Germany’s far-right AfD targets refugees in first bill before parliament

Thursday marked a historical moment for the Reichstag. It was the first time since the old parliament building burned down in 1933 that a far-right party has been able to present a draft law in the venerable Prussian-era edifice, a building revamped and reopened for the new democratic age in reunified Germany during the 1990s.

The Alternative for Germany (AfD) chose to present a bill to the chamber that reflected the key policy that has elevated them to the third-largest political force in the Bundestag: stopping immigration. Specifically, their bill was an alteration to Germany’s Residence Act that would permanently ban refugees with “subsidiary protection” status from bringing over their close relatives from war-torn countries. 

Subsidiary protection is an intermediate status defined under European law, which “applies when neither refugee protection nor an entitlement to asylum can be granted and yet serious harm is threatened in the country of origin,” as the German federal refugee agency BAMF puts it on its website. Once granted, it entitles the asylum seeker to a one-year residence permit, which can be extended on reapplication, as well as the right to work.

The AfD’s idea ups the ante on the proposal by the conservative half of the acting German government, Angela Merkel’s Christian Democratic Union (CDU), which would see the current suspension of “family reunification” extended from March 16, 2018 (when it is currently due to expire) to July 31, 2018.

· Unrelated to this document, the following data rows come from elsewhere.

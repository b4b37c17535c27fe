//! Project path handling.
//!
//! Every path stored in the project model is root-relative and uses forward
//! slashes. [`PathResolver`] converts between that canonical form, absolute
//! filesystem paths and the relative module specifiers used by `import`.

use std::path::{Path, PathBuf};

/// Extensions stripped from module specifiers, longest first.
const MODULE_EXTENSIONS: &[&str] = &[
    ".d.mts", ".d.cts", ".d.ts", ".tsx", ".mts", ".cts", ".ts", ".jsx", ".mjs", ".cjs", ".js",
];

/// Resolves paths relative to a project root.
#[derive(Debug, Clone, PartialEq, Eq)]
pub struct PathResolver {
    root: PathBuf,
}

impl PathResolver {
    pub fn new(root: impl Into<PathBuf>) -> Self {
        Self { root: root.into() }
    }

    pub fn root(&self) -> &Path {
        &self.root
    }

    /// Canonical forward-slash form of `path`.
    ///
    /// Backslashes become slashes, empty and `.` segments are dropped and `..`
    /// collapses against a preceding segment where one exists. Idempotent.
    pub fn normalize(path: &str) -> String {
        let unified = path.replace('\\', "/");
        let absolute = unified.starts_with('/');

        let mut segments: Vec<&str> = Vec::new();
        for segment in unified.split('/') {
            match segment {
                "" | "." => {}
                ".." => match segments.last() {
                    Some(&last) if last != ".." => {
                        segments.pop();
                    }
                    _ if absolute => {}
                    _ => segments.push(".."),
                },
                other => segments.push(other),
            }
        }

        let joined = segments.join("/");
        match (absolute, joined.is_empty()) {
            (true, _) => format!("/{joined}"),
            (false, true) => ".".to_string(),
            (false, false) => joined,
        }
    }

    /// Absolute filesystem path for a root-relative `path`.
    ///
    /// Does not check existence. Already absolute paths are returned as is.
    pub fn to_absolute(&self, path: &str) -> PathBuf {
        let normalized = Self::normalize(path);
        if Path::new(&normalized).is_absolute() {
            PathBuf::from(normalized)
        } else {
            self.root.join(normalized)
        }
    }

    /// Root-relative canonical form of an absolute `path`, if it lies under the root.
    pub fn to_relative(&self, path: &Path) -> Option<String> {
        let relative = path.strip_prefix(&self.root).ok()?;
        Some(Self::normalize(&relative.to_string_lossy()))
    }

    /// Module specifier `from_file` would use to import from `to_file`.
    ///
    /// The result has no extension and always starts with `./` or `../`.
    ///
    /// ```
    /// use symbol_refactor::paths::PathResolver;
    ///
    /// assert_eq!(PathResolver::relative_import_path("src/a.ts", "src/b.ts"), "./b");
    /// assert_eq!(
    ///     PathResolver::relative_import_path("src/api/a.ts", "src/models/user.ts"),
    ///     "../models/user"
    /// );
    /// ```
    pub fn relative_import_path(from_file: &str, to_file: &str) -> String {
        let from = Self::normalize(from_file);
        let to = strip_module_extension(&Self::normalize(to_file)).to_string();

        let from_dir: Vec<&str> = dir_segments(&from);
        let to_segments: Vec<&str> = to.split('/').filter(|s| !s.is_empty() && *s != ".").collect();
        let (to_file_name, to_dir) = match to_segments.split_last() {
            Some((name, dir)) => (*name, dir),
            None => return "./".to_string(),
        };

        let common = from_dir
            .iter()
            .zip(to_dir.iter())
            .take_while(|(a, b)| a == b)
            .count();

        let ups = from_dir.len() - common;
        let mut parts: Vec<&str> = Vec::with_capacity(ups + to_dir.len() - common + 1);
        parts.extend(std::iter::repeat_n("..", ups));
        parts.extend(&to_dir[common..]);
        parts.push(to_file_name);

        if ups == 0 {
            format!("./{}", parts.join("/"))
        } else {
            parts.join("/")
        }
    }

    /// Root-relative path a relative specifier in `from_file` points at, without extension.
    pub fn resolve_import(from_file: &str, specifier: &str) -> String {
        let from = Self::normalize(from_file);
        let dir = dir_segments(&from).join("/");
        if dir.is_empty() {
            Self::normalize(specifier)
        } else {
            Self::normalize(&format!("{dir}/{specifier}"))
        }
    }

    /// Whether `path` exists on the real filesystem.
    ///
    /// Files that only live in the in-memory project model report `false`.
    pub fn exists_on_disk(&self, path: &str) -> bool {
        self.to_absolute(path).is_file()
    }
}

/// Whether `specifier` is a relative module reference (`./x`, `../x`).
pub fn is_relative_specifier(specifier: &str) -> bool {
    specifier == "."
        || specifier == ".."
        || specifier.starts_with("./")
        || specifier.starts_with("../")
}

/// `path` without its TypeScript/JavaScript module extension.
pub fn strip_module_extension(path: &str) -> &str {
    MODULE_EXTENSIONS
        .iter()
        .find_map(|ext| path.strip_suffix(ext))
        .unwrap_or(path)
}

fn dir_segments(file: &str) -> Vec<&str> {
    let mut segments: Vec<&str> = file.split('/').filter(|s| !s.is_empty() && *s != ".").collect();
    segments.pop();
    segments
}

“The incentives to come here must end,” said AfD Bundestag member Gottfried Curio as he opened Thursday’s 45-minute parliamentary debate. “The magnet must finally be turned off.” Curio also argued that the system was being routinely abused by those with the status, and that many asylum seekers merely claim to be related, “according to the motto: we all come from the same village, where we’re all somehow related.”